Writer and director Michael Firth, whose 1976 Off the Edge was the first NZ title nominated for the feature documentary Oscar, has died aged 68.
Firth’s first feature, created from his own love of winter sports and his ability to bring some North American skiers to the South Island, was shot on 16mm and blown up to 35mm only once the footage enabled him to raise additional finance.
The film was released locally by Barrie Everard, who later produced Firth’s winter sports feature The Leading Edge.

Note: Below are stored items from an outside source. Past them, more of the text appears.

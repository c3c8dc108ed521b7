//! Content client error types.

use content_groq::GroqError;
use content_http::FetchError;
use thiserror::Error;

/// Errors raised while running a content query.
#[derive(Error, Debug, Clone, PartialEq)]
pub enum ContentError {
    /// Network, timeout or transport-level failure.
    #[error(transparent)]
    Transport(#[from] FetchError),

    /// The content API answered with an error status.
    #[error("Content API error ({status}) {kind}: {description}")]
    Api {
        status: u16,
        kind: String,
        description: String,
    },

    /// The result did not match the requested record type.
    #[error("Failed to decode {target}: {message}")]
    Decode {
        target: &'static str,
        message: String,
    },

    /// The query was malformed or incomplete.
    #[error(transparent)]
    Query(#[from] GroqError),

    /// The client cannot run this kind of query.
    #[error("Unsupported query: {0}")]
    UnsupportedQuery(String),

    /// Invalid client configuration.
    #[error("Configuration error: {0}")]
    Config(String),
}

impl ContentError {
    /// HTTP status, when the failure came from the server.
    pub fn status(&self) -> Option<u16> {
        match self {
            ContentError::Api { status, .. } => Some(*status),
            ContentError::Transport(FetchError::HttpError { status, .. }) => Some(*status),
            _ => None,
        }
    }

    /// Whether the failure is an authentication or authorization problem.
    pub fn is_unauthorized(&self) -> bool {
        matches!(self.status(), Some(401) | Some(403))
    }
}
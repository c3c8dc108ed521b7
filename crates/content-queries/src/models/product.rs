use serde::{Deserialize, Serialize};

use super::{null_as_default, nulls_skipped_or_empty};
use crate::{DocumentId, ImageRef, Reference, Slug};

/// Merchandising status of a product.
#[derive(Debug, Clone, Copy, PartialEq, Eq, Hash, Serialize, Deserialize)]
#[serde(rename_all = "lowercase")]
pub enum ProductStatus {
    New,
    /// Shown on the deals page.
    Hot,
    Sale,
}

impl ProductStatus {
    pub fn as_str(&self) -> &'static str {
        match self {
            ProductStatus::New => "new",
            ProductStatus::Hot => "hot",
            ProductStatus::Sale => "sale",
        }
    }
}

/// A product on the deals page: every product field, with category
/// references replaced by their titles.
#[derive(Debug, Clone, PartialEq, Serialize, Deserialize)]
pub struct DealProduct {
    #[serde(rename = "_id")]
    pub id: DocumentId,
    pub name: String,
    #[serde(default)]
    pub slug: Option<Slug>,
    #[serde(default, deserialize_with = "nulls_skipped_or_empty")]
    pub images: Vec<ImageRef>,
    #[serde(default)]
    pub intro: Option<String>,
    #[serde(default)]
    pub description: Option<String>,
    pub price: f64,
    /// Percentage shown as savings against the price.
    #[serde(default)]
    pub discount: Option<f64>,
    #[serde(default, deserialize_with = "nulls_skipped_or_empty")]
    pub categories: Vec<String>,
    #[serde(default, deserialize_with = "null_as_default")]
    pub stock: i64,
    #[serde(default)]
    pub status: Option<ProductStatus>,
    #[serde(default)]
    pub variant: Option<Reference>,
}

impl DealProduct {
    /// Price before the discount, rounded to cents.
    pub fn original_price(&self) -> Option<f64> {
        let discount = self.discount.filter(|d| *d > 0.0)?;
        Some(((self.price + self.price * discount / 100.0) * 100.0).round() / 100.0)
    }

    pub fn in_stock(&self) -> bool {
        self.stock > 0
    }

    /// Path of the product page.
    pub fn href(&self) -> Option<String> {
        self.slug.as_ref().map(|s| format!("/product/{}", s.current))
    }
}

#[cfg(test)]
mod tests {
    use super::*;
    use serde_json::json;

    fn deal() -> DealProduct {
        serde_json::from_value(json!({
            "_id": "p1",
            "_type": "product",
            "_createdAt": "2024-01-01T00:00:00Z",
            "name": "Air Fryer",
            "slug": { "_type": "slug", "current": "air-fryer" },
            "price": 80,
            "discount": 25,
            "stock": null,
            "status": "hot",
            "categories": ["Kitchen", null, "Appliances"]
        }))
        .unwrap()
    }

    #[test]
    fn test_decode_spread_product() {
        let product = deal();
        assert_eq!(product.status, Some(ProductStatus::Hot));
        assert_eq!(product.categories, vec!["Kitchen", "Appliances"]);
        assert_eq!(product.stock, 0);
        assert!(!product.in_stock());
        assert_eq!(product.href().as_deref(), Some("/product/air-fryer"));
    }

    #[test]
    fn test_original_price() {
        assert_eq!(deal().original_price(), Some(100.0));

        let mut no_discount = deal();
        no_discount.discount = Some(0.0);
        assert_eq!(no_discount.original_price(), None);
    }
}
use chrono::{DateTime, Utc};
use serde::{Deserialize, Serialize};

use super::{null_as_default, nulls_skipped_or_empty};
use crate::{DocumentId, Slug};

/// Product summary shown with a reel.
#[derive(Debug, Clone, PartialEq, Serialize, Deserialize)]
pub struct ReelProduct {
    #[serde(rename = "_id")]
    pub id: DocumentId,
    pub name: String,
    #[serde(default)]
    pub slug: Option<Slug>,
    #[serde(default)]
    pub price: Option<f64>,
    /// URL of the first product image.
    #[serde(default)]
    pub image: Option<String>,
}

/// A comment on a reel, with nested replies.
#[derive(Debug, Clone, PartialEq, Serialize, Deserialize)]
#[serde(rename_all = "camelCase")]
pub struct ReelComment {
    pub user: String,
    pub text: String,
    #[serde(default)]
    pub created_at: Option<DateTime<Utc>>,
    #[serde(default, deserialize_with = "null_as_default")]
    pub likes: u64,
    #[serde(default, deserialize_with = "nulls_skipped_or_empty")]
    pub replies: Vec<ReelComment>,
}

impl ReelComment {
    /// Replies at every depth.
    pub fn reply_count(&self) -> usize {
        self.replies.iter().map(|r| 1 + r.reply_count()).sum()
    }
}

/// A short product video.
#[derive(Debug, Clone, PartialEq, Serialize, Deserialize)]
#[serde(rename_all = "camelCase")]
pub struct ProductReel {
    #[serde(rename = "_id")]
    pub id: DocumentId,
    #[serde(default)]
    pub title: Option<String>,
    #[serde(rename = "_createdAt", default)]
    pub created_at: Option<DateTime<Utc>>,
    /// Resolved video file URL.
    #[serde(default)]
    pub video_url: Option<String>,
    #[serde(default)]
    pub product: Option<ReelProduct>,
    #[serde(default, deserialize_with = "null_as_default")]
    pub likes: u64,
    #[serde(default, deserialize_with = "null_as_default")]
    pub views: u64,
    #[serde(default, deserialize_with = "null_as_default")]
    pub shares: u64,
    #[serde(default, deserialize_with = "nulls_skipped_or_empty")]
    pub comments: Vec<ReelComment>,
    #[serde(default, deserialize_with = "nulls_skipped_or_empty")]
    pub tags: Vec<String>,
}

impl ProductReel {
    /// Top-level comments plus every reply.
    pub fn comment_count(&self) -> usize {
        self.comments.iter().map(|c| 1 + c.reply_count()).sum()
    }
}
//! The component boundary between pages and their output.

use content_queries::{BlogPostSummary, DealProduct, ProductVariant};

/// Builds page output from shared UI components.
pub trait Presentation {
    /// What a component renders to.
    type Output;

    /// Page-width wrapper around its children.
    fn container(&self, children: Vec<Self::Output>) -> Self::Output;

    /// Section heading.
    fn title(&self, text: &str) -> Self::Output;

    /// Grid of product cards.
    fn product_grid(&self, products: &[DealProduct]) -> Self::Output;

    /// Product family navigation.
    fn variant_list(&self, variants: &[ProductVariant]) -> Self::Output;

    /// Blog post cards.
    fn blog_list(&self, posts: &[BlogPostSummary]) -> Self::Output;
}
use content_client::{fetch, ContentClient};
use content_groq::{Direction, FieldPath, GroqQuery, Projection};

use crate::{ProductVariant, QueryError};

/// Variants ordered by `order`, with the icon resolved to its asset URL.
pub fn product_variants_query() -> GroqQuery {
    GroqQuery::of_type("productVariant")
        .order_by(FieldPath::attr("order"), Direction::Asc)
        .project(
            Projection::new()
                .fields(&["_id", "title", "value", "description", "order"])
                .alias("icon", FieldPath::attr("icon").then("asset").deref().then("url")),
        )
}

/// All product variants in display order.
#[tracing::instrument(level = "debug", skip(client))]
pub async fn fetch_product_variants<C>(client: &C) -> Result<Vec<ProductVariant>, QueryError>
where
    C: ContentClient + ?Sized,
{
    let variants: Vec<ProductVariant> = fetch(client, &product_variants_query()).await?;
    tracing::debug!(count = variants.len(), "fetched product variants");
    Ok(variants)
}

#[cfg(test)]
mod tests {
    use super::*;

    #[test]
    fn test_query_text() {
        assert_eq!(
            product_variants_query().to_groq(),
            r#"*[_type == "productVariant"] | order(order asc){ _id, title, value, description, order, "icon": icon.asset->url }"#
        );
    }
}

Firth’s second feature, released some seven years after Off the Edge, was drama Heart of the Stag. The film offered some early career opportunities for several now senior members of the industry. The camera crew included Alan Bollinger, Stuart Dryburgh and John Toon.
Peter Bell, Bridget Bourne and Sue May all worked on the production.
A year after Stag Firth brought many many of the crew together again for Sylvia. The film’s subject, educator Sylvia Ashton-Warner, was part of the project during development but died before it was completed.
After a successful release for Sylvia, Firth made another ski-focused feature The Leading Edge and Vulcan Lane with now expat actor Marton Csokas before concentrating on extreme sports shows and commercial work.
Following an illness, Michael Firth died on Sunday 9 October 2016.
A service to celebrate his life will be held St Marys in Holy Trinity, St Stephens Ave/Parnell Road, Parnell, Auckland on Thursday 20th October 2016 at 11.00am. All welcome, as per Mikes wishes, bright colours should be worn in his memory.